Scan the listing below and copy every line holding "lines".

> **DATA FOR THIS TASK**
/---

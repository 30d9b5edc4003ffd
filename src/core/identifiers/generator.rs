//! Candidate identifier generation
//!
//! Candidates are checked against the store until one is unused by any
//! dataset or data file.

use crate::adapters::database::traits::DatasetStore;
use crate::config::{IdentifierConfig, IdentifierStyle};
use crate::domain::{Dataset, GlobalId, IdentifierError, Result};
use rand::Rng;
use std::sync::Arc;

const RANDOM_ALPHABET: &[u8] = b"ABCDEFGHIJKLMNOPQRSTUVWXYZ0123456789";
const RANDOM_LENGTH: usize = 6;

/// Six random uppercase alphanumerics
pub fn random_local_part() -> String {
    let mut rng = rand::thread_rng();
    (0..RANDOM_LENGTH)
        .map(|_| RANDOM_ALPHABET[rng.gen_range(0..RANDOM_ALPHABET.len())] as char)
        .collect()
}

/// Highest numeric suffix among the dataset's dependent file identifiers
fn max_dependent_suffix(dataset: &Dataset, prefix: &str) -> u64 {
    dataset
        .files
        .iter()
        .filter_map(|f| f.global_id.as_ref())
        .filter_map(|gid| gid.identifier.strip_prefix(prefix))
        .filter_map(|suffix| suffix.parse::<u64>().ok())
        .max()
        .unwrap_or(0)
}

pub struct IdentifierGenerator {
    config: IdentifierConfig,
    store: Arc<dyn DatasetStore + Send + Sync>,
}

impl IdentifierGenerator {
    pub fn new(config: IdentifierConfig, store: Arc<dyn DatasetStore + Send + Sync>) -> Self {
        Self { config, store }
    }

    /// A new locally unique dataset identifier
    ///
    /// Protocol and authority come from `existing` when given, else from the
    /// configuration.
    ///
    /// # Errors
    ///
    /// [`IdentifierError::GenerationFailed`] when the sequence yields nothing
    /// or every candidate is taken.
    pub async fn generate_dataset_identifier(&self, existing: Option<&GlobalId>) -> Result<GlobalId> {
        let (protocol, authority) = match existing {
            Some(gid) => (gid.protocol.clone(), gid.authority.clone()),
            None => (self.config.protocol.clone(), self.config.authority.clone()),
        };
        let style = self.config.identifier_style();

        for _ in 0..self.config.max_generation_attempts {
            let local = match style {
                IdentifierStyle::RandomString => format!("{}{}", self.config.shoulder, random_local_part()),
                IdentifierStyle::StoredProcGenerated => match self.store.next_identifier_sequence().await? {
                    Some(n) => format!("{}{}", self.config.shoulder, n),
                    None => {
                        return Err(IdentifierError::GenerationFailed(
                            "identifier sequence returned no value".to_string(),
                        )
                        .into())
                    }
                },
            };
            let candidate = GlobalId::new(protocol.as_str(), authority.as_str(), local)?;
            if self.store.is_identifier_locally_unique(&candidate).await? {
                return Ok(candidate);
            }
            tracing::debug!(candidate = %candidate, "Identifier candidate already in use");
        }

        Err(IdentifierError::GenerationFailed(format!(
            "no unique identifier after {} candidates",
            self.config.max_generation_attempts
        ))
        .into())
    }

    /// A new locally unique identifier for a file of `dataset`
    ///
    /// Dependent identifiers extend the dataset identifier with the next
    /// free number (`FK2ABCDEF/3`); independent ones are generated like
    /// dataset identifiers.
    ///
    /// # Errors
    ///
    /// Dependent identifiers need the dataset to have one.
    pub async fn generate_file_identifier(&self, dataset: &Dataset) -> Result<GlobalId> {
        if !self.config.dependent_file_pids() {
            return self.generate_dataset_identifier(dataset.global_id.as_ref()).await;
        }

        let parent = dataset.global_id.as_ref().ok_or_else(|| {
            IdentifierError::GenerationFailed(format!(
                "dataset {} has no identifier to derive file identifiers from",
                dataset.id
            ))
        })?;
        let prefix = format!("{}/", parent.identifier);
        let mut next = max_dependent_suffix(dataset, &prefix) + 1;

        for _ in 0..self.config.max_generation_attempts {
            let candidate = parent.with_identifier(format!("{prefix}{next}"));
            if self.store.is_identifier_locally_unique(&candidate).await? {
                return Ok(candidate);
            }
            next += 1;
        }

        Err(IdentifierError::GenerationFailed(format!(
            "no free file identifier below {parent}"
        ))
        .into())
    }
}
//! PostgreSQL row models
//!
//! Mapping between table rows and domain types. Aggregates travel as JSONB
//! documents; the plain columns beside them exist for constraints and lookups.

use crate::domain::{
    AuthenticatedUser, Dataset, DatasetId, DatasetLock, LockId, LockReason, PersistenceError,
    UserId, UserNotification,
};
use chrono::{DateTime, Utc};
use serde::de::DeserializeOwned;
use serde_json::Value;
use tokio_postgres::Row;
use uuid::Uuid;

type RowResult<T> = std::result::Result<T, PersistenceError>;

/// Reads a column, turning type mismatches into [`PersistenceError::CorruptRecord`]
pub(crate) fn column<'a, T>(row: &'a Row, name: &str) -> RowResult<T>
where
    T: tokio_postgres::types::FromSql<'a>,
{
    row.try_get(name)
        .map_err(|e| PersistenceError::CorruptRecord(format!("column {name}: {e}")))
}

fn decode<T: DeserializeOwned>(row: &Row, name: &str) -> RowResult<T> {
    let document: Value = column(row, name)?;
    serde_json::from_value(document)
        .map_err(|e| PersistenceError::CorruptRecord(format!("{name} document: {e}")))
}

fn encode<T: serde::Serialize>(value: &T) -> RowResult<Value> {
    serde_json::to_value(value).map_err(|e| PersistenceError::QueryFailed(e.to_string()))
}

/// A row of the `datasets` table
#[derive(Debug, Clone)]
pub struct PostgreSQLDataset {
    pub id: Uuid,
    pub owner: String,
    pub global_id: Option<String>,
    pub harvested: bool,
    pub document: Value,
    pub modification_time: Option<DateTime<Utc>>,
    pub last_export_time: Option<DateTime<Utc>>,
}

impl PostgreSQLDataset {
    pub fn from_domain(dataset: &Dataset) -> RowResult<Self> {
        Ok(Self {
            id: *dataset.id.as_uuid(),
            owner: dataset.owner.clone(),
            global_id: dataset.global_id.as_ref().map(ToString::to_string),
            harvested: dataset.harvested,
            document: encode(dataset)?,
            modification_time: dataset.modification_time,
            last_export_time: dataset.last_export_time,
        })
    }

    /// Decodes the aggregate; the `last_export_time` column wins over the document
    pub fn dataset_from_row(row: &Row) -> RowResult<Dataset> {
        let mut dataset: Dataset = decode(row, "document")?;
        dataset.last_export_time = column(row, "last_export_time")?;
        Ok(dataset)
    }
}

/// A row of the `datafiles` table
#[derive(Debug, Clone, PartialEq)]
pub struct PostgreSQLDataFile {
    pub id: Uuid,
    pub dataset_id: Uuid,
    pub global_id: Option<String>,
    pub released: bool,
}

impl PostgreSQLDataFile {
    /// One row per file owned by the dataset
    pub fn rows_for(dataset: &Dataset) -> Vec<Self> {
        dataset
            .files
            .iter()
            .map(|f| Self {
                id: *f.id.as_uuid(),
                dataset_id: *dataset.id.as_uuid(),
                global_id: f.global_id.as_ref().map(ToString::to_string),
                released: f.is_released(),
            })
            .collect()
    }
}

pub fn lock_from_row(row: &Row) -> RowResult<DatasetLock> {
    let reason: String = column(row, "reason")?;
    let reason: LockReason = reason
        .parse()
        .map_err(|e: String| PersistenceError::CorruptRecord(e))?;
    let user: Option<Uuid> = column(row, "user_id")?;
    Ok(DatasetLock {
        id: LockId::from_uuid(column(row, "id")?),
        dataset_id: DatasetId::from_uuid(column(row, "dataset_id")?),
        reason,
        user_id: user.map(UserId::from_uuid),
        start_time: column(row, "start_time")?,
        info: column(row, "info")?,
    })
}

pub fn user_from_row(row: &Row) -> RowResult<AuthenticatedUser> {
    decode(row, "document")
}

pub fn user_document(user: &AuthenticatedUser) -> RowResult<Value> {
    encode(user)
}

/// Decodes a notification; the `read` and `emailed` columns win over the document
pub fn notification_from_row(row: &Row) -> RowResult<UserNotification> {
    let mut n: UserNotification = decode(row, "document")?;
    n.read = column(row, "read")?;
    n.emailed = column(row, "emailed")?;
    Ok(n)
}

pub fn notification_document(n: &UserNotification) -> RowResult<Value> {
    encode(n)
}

\---
/---

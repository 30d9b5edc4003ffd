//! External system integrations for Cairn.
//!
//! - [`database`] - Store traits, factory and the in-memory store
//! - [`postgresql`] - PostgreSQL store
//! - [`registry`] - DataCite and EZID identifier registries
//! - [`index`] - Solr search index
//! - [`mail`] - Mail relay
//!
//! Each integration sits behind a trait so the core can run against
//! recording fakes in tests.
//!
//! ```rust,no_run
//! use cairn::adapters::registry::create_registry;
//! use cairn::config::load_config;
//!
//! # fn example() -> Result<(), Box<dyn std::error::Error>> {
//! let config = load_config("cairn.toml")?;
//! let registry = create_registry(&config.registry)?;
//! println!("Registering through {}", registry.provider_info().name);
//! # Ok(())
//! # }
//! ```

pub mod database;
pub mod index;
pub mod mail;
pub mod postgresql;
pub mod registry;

\---
/---

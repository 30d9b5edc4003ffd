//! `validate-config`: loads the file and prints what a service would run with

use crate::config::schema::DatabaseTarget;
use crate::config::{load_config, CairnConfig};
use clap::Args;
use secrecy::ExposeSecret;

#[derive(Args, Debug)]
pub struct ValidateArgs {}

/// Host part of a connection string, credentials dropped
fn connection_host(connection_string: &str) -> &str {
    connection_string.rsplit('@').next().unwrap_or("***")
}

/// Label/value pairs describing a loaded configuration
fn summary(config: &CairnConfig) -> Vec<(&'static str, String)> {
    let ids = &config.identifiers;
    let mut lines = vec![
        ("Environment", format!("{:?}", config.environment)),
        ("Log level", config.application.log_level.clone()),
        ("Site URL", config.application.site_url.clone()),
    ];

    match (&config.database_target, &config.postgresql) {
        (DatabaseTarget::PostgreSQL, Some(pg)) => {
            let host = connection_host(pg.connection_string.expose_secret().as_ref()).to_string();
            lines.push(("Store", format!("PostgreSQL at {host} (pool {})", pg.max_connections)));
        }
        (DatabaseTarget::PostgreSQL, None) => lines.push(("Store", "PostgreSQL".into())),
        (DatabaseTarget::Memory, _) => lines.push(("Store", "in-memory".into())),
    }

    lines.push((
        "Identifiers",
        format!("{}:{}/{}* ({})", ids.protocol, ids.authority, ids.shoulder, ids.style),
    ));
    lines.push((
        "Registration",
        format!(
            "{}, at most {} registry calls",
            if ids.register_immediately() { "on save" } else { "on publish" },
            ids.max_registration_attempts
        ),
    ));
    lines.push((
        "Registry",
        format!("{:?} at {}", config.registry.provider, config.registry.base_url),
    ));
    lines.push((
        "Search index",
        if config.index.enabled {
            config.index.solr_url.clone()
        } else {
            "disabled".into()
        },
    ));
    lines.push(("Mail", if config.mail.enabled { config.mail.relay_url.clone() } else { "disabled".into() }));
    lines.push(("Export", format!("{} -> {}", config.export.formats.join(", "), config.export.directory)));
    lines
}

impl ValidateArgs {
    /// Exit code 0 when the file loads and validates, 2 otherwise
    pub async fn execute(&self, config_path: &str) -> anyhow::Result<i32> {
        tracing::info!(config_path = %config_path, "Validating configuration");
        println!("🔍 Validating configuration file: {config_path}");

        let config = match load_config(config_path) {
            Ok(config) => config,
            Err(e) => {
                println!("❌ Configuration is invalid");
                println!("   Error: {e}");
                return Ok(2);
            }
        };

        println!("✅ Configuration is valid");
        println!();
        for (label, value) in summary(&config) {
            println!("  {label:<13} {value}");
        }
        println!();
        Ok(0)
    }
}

\---

> **THE COMPLETED TASK**
    let mut lines = vec![
            lines.push(("Store", format!("PostgreSQL at {host} (pool {})", pg.max_connections)));
        (DatabaseTarget::PostgreSQL, None) => lines.push(("Store", "PostgreSQL".into())),
        (DatabaseTarget::Memory, _) => lines.push(("Store", "in-memory".into())),
    lines.push((
    lines.push((
    lines.push((
    lines.push((
    lines.push(("Mail", if config.mail.enabled { config.mail.relay_url.clone() } else { "disabled".into() }));
    lines.push(("Export", format!("{} -> {}", config.export.formats.join(", "), config.export.directory)));
    lines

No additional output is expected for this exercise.